I think this is all haha for the moment.
@furiati, let's not put offtopics to the nRF24 library with our smalltalks about sensor networks. We can "elaborate" here. Let me quote your last comment from RF24 issue:
I think you are over complicating things ;) This sounds easy but it requires a good time synchronization between main station and the sensor station. I have the feeling that it will work fine after beginning (when you power up your devices) but after a few minutes (or sooner) it will be out of sync and the main station will not receive any response from the sensor station (because sensor station will be in a sleep mode). Besides you need to track the synchronization with each sensor station; if you have 10 of them, then you need to provide time synchronization between main station and 10 sensor stations. Then you need ten time counters in your main station source code. Every time you add a new station you need to update your main station source code. The main station will have more work to do (like posting data to IoT server), which consumes time, and you will be again out of the sync between master station and sensor stations.
To be honest I have tried to understand the idea of this 6 data pipes. I think that same day ago I understood this but today I'm lost again :) I was experimenting with the idea of sensors connected to a mesh. There is a nRF24 mesh implementation provided by nRF24 team. I wasn't experiment with this because it was not suitable for me: I think it allows only nRF24 chips to be used (correct me if I'm wrong) in the mesh. My idea was to use some other wireless chips as well. So I came up that I could use a flooding mechanism to send data in the mesh topology. Besides I wanted to check if that will work. I have just found some article in the web. You can take a look (I will as well). Going back to your question: yes I was experimenting with nRF24 chips and flood mesh and it was working fine. I have implemented some "random" access to the transmission medium and data at some point I was able to lower the collisions rate and packet retransmission increases the chances that the data will reach the main station. Besides I was testing the flooding mechanism and it seems to work correctly: I had a three nodes A, B, C where nodes A and C didn't have a direct range contact (there were to far from each other so the direct transmission is not possible). I have put a node B somewhere between A and C and the transmission was possible then, because node B was acting like a repeater. With this solution you can extend the physically range of your network and you do not have to worry about some routing between the nodes.
What is d1 mini? Can you post a link to this? Is this something related to ESP8266? I was using NodeMcu at some time.
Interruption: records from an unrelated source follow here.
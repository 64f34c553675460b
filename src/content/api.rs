use serde::Deserialize;
use serde::de::DeserializeOwned;

use crate::error::{Result, HybridError};
use crate::types::Chapter;

/// A translation attached to a verse by the verses endpoint
#[derive(Debug, Clone, PartialEq, Deserialize)]
pub struct ApiTranslation {
    pub resource_id: u32,
    pub text: String,
}

/// Verse record as returned by the API, with the Arabic field resolved
#[derive(Debug, Clone, PartialEq)]
pub struct ApiVerse {
    pub verse_number: u32,
    pub arabic_text: String,
    pub translations: Vec<ApiTranslation>,
}

/// One page of the verses endpoint
#[derive(Debug, Clone)]
pub struct VersesPage {
    pub verses: Vec<ApiVerse>,
    pub next_page: Option<u32>,
}

#[derive(Debug, Deserialize)]
struct ChaptersEnvelope {
    chapters: Vec<Chapter>,
}

#[derive(Debug, Deserialize)]
struct ChapterEnvelope {
    chapter: Chapter,
}

#[derive(Debug, Deserialize)]
struct VersesEnvelope {
    verses: Vec<RawVerse>,
    #[serde(default)]
    pagination: Option<Pagination>,
}

#[derive(Debug, Deserialize)]
struct RawVerse {
    verse_number: u32,
    translations: Vec<ApiTranslation>,
    /// Requested text fields (text_uthmani, text_imlaei, ...) land here
    #[serde(flatten)]
    fields: serde_json::Map<String, serde_json::Value>,
}

#[derive(Debug, Deserialize)]
struct Pagination {
    #[serde(default)]
    next_page: Option<u32>,
}

fn decode<T: DeserializeOwned>(endpoint: &str, body: &str) -> Result<T> {
    serde_json::from_str(body).map_err(|e| HybridError::Schema {
        endpoint: endpoint.to_string(),
        detail: e.to_string(),
    })
}

/// Parse the chapter listing body
pub fn parse_chapters(endpoint: &str, body: &str) -> Result<Vec<Chapter>> {
    decode::<ChaptersEnvelope>(endpoint, body).map(|envelope| envelope.chapters)
}

/// Parse a single chapter metadata body
pub fn parse_chapter(endpoint: &str, body: &str) -> Result<Chapter> {
    decode::<ChapterEnvelope>(endpoint, body).map(|envelope| envelope.chapter)
}

/// Parse one verses page, reading the Arabic text from `text_field`
pub fn parse_verses_page(endpoint: &str, body: &str, text_field: &str) -> Result<VersesPage> {
    let envelope: VersesEnvelope = decode(endpoint, body)?;

    let verses = envelope.verses
        .into_iter()
        .map(|raw| {
            let arabic_text = raw.fields
                .get(text_field)
                .and_then(|value| value.as_str())
                .ok_or_else(|| HybridError::Schema {
                    endpoint: endpoint.to_string(),
                    detail: format!("verse {} has no string field '{}'", raw.verse_number, text_field),
                })?
                .to_string();

            Ok(ApiVerse {
                verse_number: raw.verse_number,
                arabic_text,
                translations: raw.translations,
            })
        })
        .collect::<Result<Vec<_>>>()?;

    Ok(VersesPage {
        verses,
        next_page: envelope.pagination.and_then(|p| p.next_page),
    })
}

#[cfg(test)]
mod tests {
    use super::*;

    const VERSES_BODY: &str = r#"{
        "verses": [
            {
                "id": 1,
                "verse_number": 1,
                "verse_key": "1:1",
                "text_uthmani": "بِسْمِ ٱللَّهِ ٱلرَّحْمَـٰنِ ٱلرَّحِيمِ",
                "translations": [
                    {"id": 1, "resource_id": 52, "text": "Rahman ve Rahim olan Allah'ın adıyla."}
                ]
            }
        ],
        "pagination": {"per_page": 50, "current_page": 1, "next_page": null, "total_pages": 1, "total_records": 7}
    }"#;

    #[test]
    fn test_parse_chapters() {
        let body = r#"{"chapters": [
            {"id": 1, "name_simple": "Al-Fatihah", "verses_count": 7},
            {"id": 2, "name_simple": "Al-Baqarah", "verses_count": 286}
        ]}"#;
        let chapters = parse_chapters("/chapters", body).unwrap();
        assert_eq!(chapters.len(), 2);
        assert_eq!(chapters[1].name_simple, "Al-Baqarah");
    }

    #[test]
    fn test_parse_chapters_missing_key_is_schema_error() {
        let err = parse_chapters("/chapters", r#"{"surahs": []}"#).unwrap_err();
        match err {
            HybridError::Schema { endpoint, detail } => {
                assert_eq!(endpoint, "/chapters");
                assert!(detail.contains("chapters"));
            }
            other => panic!("unexpected error: {other}"),
        }
    }

    #[test]
    fn test_parse_chapter() {
        let body = r#"{"chapter": {"id": 112, "name_simple": "Al-Ikhlas", "name_arabic": "الإخلاص"}}"#;
        let chapter = parse_chapter("/chapters/112", body).unwrap();
        assert_eq!(chapter.id, 112);
        assert_eq!(chapter.name_arabic, "الإخلاص");
    }

    #[test]
    fn test_parse_verses_page() {
        let page = parse_verses_page("/verses", VERSES_BODY, "text_uthmani").unwrap();
        assert_eq!(page.verses.len(), 1);
        assert_eq!(page.verses[0].verse_number, 1);
        assert_eq!(page.verses[0].translations[0].resource_id, 52);
        assert_eq!(page.next_page, None);
    }

    #[test]
    fn test_parse_verses_page_reports_next_page() {
        let body = r#"{"verses": [], "pagination": {"next_page": 2}}"#;
        let page = parse_verses_page("/verses", body, "text_uthmani").unwrap();
        assert_eq!(page.next_page, Some(2));
    }

    #[test]
    fn test_parse_verses_page_without_pagination() {
        let body = r#"{"verses": []}"#;
        let page = parse_verses_page("/verses", body, "text_uthmani").unwrap();
        assert!(page.verses.is_empty());
        assert_eq!(page.next_page, None);
    }

    #[test]
    fn test_parse_verses_page_missing_text_field() {
        let err = parse_verses_page("/verses", VERSES_BODY, "text_imlaei").unwrap_err();
        assert!(err.to_string().contains("text_imlaei"));
    }

    #[test]
    fn test_parse_verses_page_missing_translations() {
        let body = r#"{"verses": [{"verse_number": 1, "text_uthmani": "x"}]}"#;
        assert!(matches!(
            parse_verses_page("/verses", body, "text_uthmani"),
            Err(HybridError::Schema { .. })
        ));
    }

    #[test]
    fn test_parse_verses_page_rejects_non_json() {
        assert!(parse_verses_page("/verses", "<html>502</html>", "text_uthmani").is_err());
    }
}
To upload the data to Thingspeak or something similar you need a device that has Internet access and is possible to send small packets to the web. I suppose that this would be a main station as well; it collects data from the sensors stations and redirects them to the Thingspeak. I think this kind of device is called gateway (in terms of IoT) and the server like thingspeak or openhab or domoticz is called a controller. As a good start take a look at MySensors. You can get familiar with IoT idea there and maybe they will inspire you with something.